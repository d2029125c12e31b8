//! Environment variable configuration
//!
//! Provides `SHARDRUN_*` overrides for configuration.

use std::env;

use super::{AppConfig, StorageBackend};
use crate::gate::EngineKind;

/// Environment variable prefix
pub(crate) const ENV_PREFIX: &str = "SHARDRUN";

/// Configuration overrides read from environment variables
#[derive(Clone, Debug, Default)]
pub struct EnvConfig {
    /// Config file from SHARDRUN_CONFIG
    pub config_file: Option<String>,
    /// Log level from SHARDRUN_LOG_LEVEL
    pub log_level: Option<String>,
    /// Data directory from SHARDRUN_DATA_DIR
    pub data_dir: Option<String>,
    /// Catalog path from SHARDRUN_CATALOG
    pub catalog: Option<String>,
    /// Shared secret from SHARDRUN_INTERNAL_SECRET
    pub internal_secret: Option<String>,
    /// Coordinator URL from SHARDRUN_COORDINATOR_URL
    pub coordinator_url: Option<String>,
    /// Dispatcher URL from SHARDRUN_DISPATCHER_URL
    pub dispatcher_url: Option<String>,
    /// Executor URL from SHARDRUN_EXECUTOR_URL
    pub executor_url: Option<String>,
    /// Queue directory from SHARDRUN_QUEUE_DIR
    pub queue_dir: Option<String>,
    /// Workspace root from SHARDRUN_WORKSPACE_ROOT
    pub workspace_root: Option<String>,
    /// Executor parallelism from SHARDRUN_MAX_CONCURRENT_JOBS
    pub max_concurrent_jobs: Option<usize>,
    /// Executor timeout from SHARDRUN_JOB_TIMEOUT
    pub job_timeout: Option<u64>,
    /// Repository token from SHARDRUN_REPO_TOKEN
    pub repo_token: Option<String>,
    /// SSH key from SHARDRUN_SSH_KEY_PATH
    pub ssh_key_path: Option<String>,
    /// Gate engine from SHARDRUN_GATE_ENGINE
    pub gate_engine: Option<EngineKind>,
    /// Storage backend from SHARDRUN_STORAGE_BACKEND
    pub storage_backend: Option<StorageBackend>,
    /// Local artifact root from SHARDRUN_ARTIFACT_DIR
    pub artifact_dir: Option<String>,
    /// S3 endpoint from SHARDRUN_S3_ENDPOINT
    pub s3_endpoint: Option<String>,
    /// S3 bucket from SHARDRUN_S3_BUCKET
    pub s3_bucket: Option<String>,
    /// S3 region from SHARDRUN_S3_REGION
    pub s3_region: Option<String>,
    /// S3 key id from SHARDRUN_S3_ACCESS_KEY_ID
    pub s3_access_key_id: Option<String>,
    /// S3 secret from SHARDRUN_S3_SECRET_ACCESS_KEY
    pub s3_secret_access_key: Option<String>,
    /// Watchdog toggle from SHARDRUN_WATCHDOG
    pub watchdog: Option<bool>,
    /// Retention days from SHARDRUN_RETENTION_DAYS
    pub retention_days: Option<i64>,
}

impl EnvConfig {
    /// Load configuration from environment variables
    pub fn load() -> Self {
        Self {
            config_file: get_env("CONFIG"),
            log_level: get_env("LOG_LEVEL"),
            data_dir: get_env("DATA_DIR"),
            catalog: get_env("CATALOG"),
            internal_secret: get_env("INTERNAL_SECRET"),
            coordinator_url: get_env("COORDINATOR_URL"),
            dispatcher_url: get_env("DISPATCHER_URL"),
            executor_url: get_env("EXECUTOR_URL"),
            queue_dir: get_env("QUEUE_DIR"),
            workspace_root: get_env("WORKSPACE_ROOT"),
            max_concurrent_jobs: get_env_parse("MAX_CONCURRENT_JOBS"),
            job_timeout: get_env_parse("JOB_TIMEOUT"),
            repo_token: get_env("REPO_TOKEN"),
            ssh_key_path: get_env("SSH_KEY_PATH"),
            gate_engine: get_env("GATE_ENGINE").and_then(|v| EngineKind::parse(&v)),
            storage_backend: get_env("STORAGE_BACKEND").and_then(|v| StorageBackend::parse(&v)),
            artifact_dir: get_env("ARTIFACT_DIR"),
            s3_endpoint: get_env("S3_ENDPOINT"),
            s3_bucket: get_env("S3_BUCKET"),
            s3_region: get_env("S3_REGION"),
            s3_access_key_id: get_env("S3_ACCESS_KEY_ID"),
            s3_secret_access_key: get_env("S3_SECRET_ACCESS_KEY"),
            watchdog: get_env_bool("WATCHDOG"),
            retention_days: get_env_parse("RETENTION_DAYS"),
        }
    }

    /// Overwrite every config value that has an environment override
    pub fn apply(&self, config: &mut AppConfig) {
        fn set<T: Clone>(target: &mut T, value: &Option<T>) {
            if let Some(v) = value {
                *target = v.clone();
            }
        }
        fn set_opt<T: Clone>(target: &mut Option<T>, value: &Option<T>) {
            if value.is_some() {
                *target = value.clone();
            }
        }

        set(&mut config.logging.level, &self.log_level);
        set_opt(&mut config.coordinator.data_dir, &self.data_dir);
        set_opt(&mut config.coordinator.catalog, &self.catalog);
        set_opt(&mut config.coordinator.internal_secret, &self.internal_secret);
        set(&mut config.coordinator.url, &self.coordinator_url);
        set(&mut config.coordinator.dispatcher_url, &self.dispatcher_url);
        set_opt(&mut config.dispatcher.executor_url, &self.executor_url);
        set_opt(&mut config.dispatcher.queue_dir, &self.queue_dir);
        set(&mut config.executor.workspace_root, &self.workspace_root);
        set(&mut config.executor.max_concurrent_jobs, &self.max_concurrent_jobs);
        set(&mut config.executor.default_timeout_secs, &self.job_timeout);
        set_opt(&mut config.executor.repo_token, &self.repo_token);
        set_opt(&mut config.executor.ssh_key_path, &self.ssh_key_path);
        set(&mut config.gate.engine, &self.gate_engine);
        set(&mut config.storage.backend, &self.storage_backend);
        set_opt(&mut config.storage.local_dir, &self.artifact_dir);
        set_opt(&mut config.storage.endpoint, &self.s3_endpoint);
        set(&mut config.storage.bucket, &self.s3_bucket);
        set_opt(&mut config.storage.region, &self.s3_region);
        set_opt(&mut config.storage.access_key_id, &self.s3_access_key_id);
        set_opt(&mut config.storage.secret_access_key, &self.s3_secret_access_key);
        set(&mut config.watchdog.enabled, &self.watchdog);
        set(&mut config.retention.days, &self.retention_days);
    }
}

/// Get environment variable with prefix
pub(crate) fn get_env(name: &str) -> Option<String> {
    env::var(format!("{ENV_PREFIX}_{name}"))
        .ok()
        .filter(|v| !v.is_empty())
}

/// Get environment variable and parse to type
pub(crate) fn get_env_parse<T: std::str::FromStr>(name: &str) -> Option<T> {
    get_env(name).and_then(|v| v.parse().ok())
}

/// Get environment variable as boolean
pub(crate) fn get_env_bool(name: &str) -> Option<bool> {
    get_env(name).map(|v| {
        matches!(
            v.to_lowercase().as_str(),
            "1" | "true" | "yes" | "on" | "enabled"
        )
    })
}

/// Print all SHARDRUN environment variables
pub fn print_env_help() {
    println!("Environment Variables:");
    println!();
    println!("  {ENV_PREFIX}_CONFIG               Path to configuration file");
    println!("  {ENV_PREFIX}_LOG_LEVEL            Log level when RUST_LOG is unset");
    println!("  {ENV_PREFIX}_DATA_DIR             Coordinator run directory");
    println!("  {ENV_PREFIX}_CATALOG              Catalog file (YAML or JSON)");
    println!("  {ENV_PREFIX}_INTERNAL_SECRET      Shared secret for internal endpoints");
    println!("  {ENV_PREFIX}_COORDINATOR_URL      Coordinator base URL");
    println!("  {ENV_PREFIX}_DISPATCHER_URL       Dispatcher base URL");
    println!("  {ENV_PREFIX}_EXECUTOR_URL         Executor base URL");
    println!("  {ENV_PREFIX}_QUEUE_DIR            Dispatcher queue directory");
    println!("  {ENV_PREFIX}_WORKSPACE_ROOT       Executor workspace root");
    println!("  {ENV_PREFIX}_MAX_CONCURRENT_JOBS  Jobs per executor");
    println!("  {ENV_PREFIX}_JOB_TIMEOUT          Default job timeout in seconds");
    println!("  {ENV_PREFIX}_REPO_TOKEN           Token for https repositories");
    println!("  {ENV_PREFIX}_SSH_KEY_PATH         Key for ssh repositories");
    println!("  {ENV_PREFIX}_GATE_ENGINE          Dataset gate engine (health, none)");
    println!("  {ENV_PREFIX}_STORAGE_BACKEND      Artifact storage (local, s3)");
    println!("  {ENV_PREFIX}_ARTIFACT_DIR         Root of the local artifact store");
    println!("  {ENV_PREFIX}_S3_ENDPOINT          S3 endpoint URL");
    println!("  {ENV_PREFIX}_S3_BUCKET            Artifact bucket");
    println!("  {ENV_PREFIX}_S3_REGION            S3 region");
    println!("  {ENV_PREFIX}_S3_ACCESS_KEY_ID     S3 access key id");
    println!("  {ENV_PREFIX}_S3_SECRET_ACCESS_KEY S3 secret access key");
    println!("  {ENV_PREFIX}_WATCHDOG             Enable the stalled run watchdog");
    println!("  {ENV_PREFIX}_RETENTION_DAYS       Artifact retention in days");
    println!();
    println!("Example:");
    println!("  export {ENV_PREFIX}_EXECUTOR_URL=http://10.0.0.5:8002");
    println!("  shardrun dispatcher");
}

/// Builder for setting environment variables in tests
#[cfg(test)]
pub(crate) struct EnvBuilder {
    vars: Vec<(String, String)>,
}

#[cfg(test)]
impl EnvBuilder {
    pub(crate) fn new() -> Self {
        Self { vars: Vec::new() }
    }

    pub(crate) fn var(mut self, name: &str, value: impl Into<String>) -> Self {
        self.vars.push((format!("{ENV_PREFIX}_{name}"), value.into()));
        self
    }

    /// Apply and return guard that restores on drop
    pub(crate) fn apply_scoped(self) -> EnvGuard {
        let previous: Vec<_> = self
            .vars
            .iter()
            .map(|(k, _)| (k.clone(), env::var(k).ok()))
            .collect();

        for (key, value) in self.vars {
            env::set_var(key, value);
        }

        EnvGuard { previous }
    }
}

/// Guard that restores environment variables on drop
#[cfg(test)]
pub(crate) struct EnvGuard {
    previous: Vec<(String, Option<String>)>,
}

#[cfg(test)]
impl Drop for EnvGuard {
    fn drop(&mut self) {
        for (key, value) in &self.previous {
            match value {
                Some(v) => env::set_var(key, v),
                None => env::remove_var(key),
            }
        }
    }
}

§ **TASK**
Write out exactly, please, the lines beginning at the start of the material and ending with the line that holds "Environment variable prefix", both included.

§ **ANSWER**
repository d2029125c12e31b8
//! Environment variable configuration
//!
//! Provides `SHARDRUN_*` overrides for configuration.

use std::env;

use super::{AppConfig, StorageBackend};
use crate::gate::EngineKind;

/// Environment variable prefix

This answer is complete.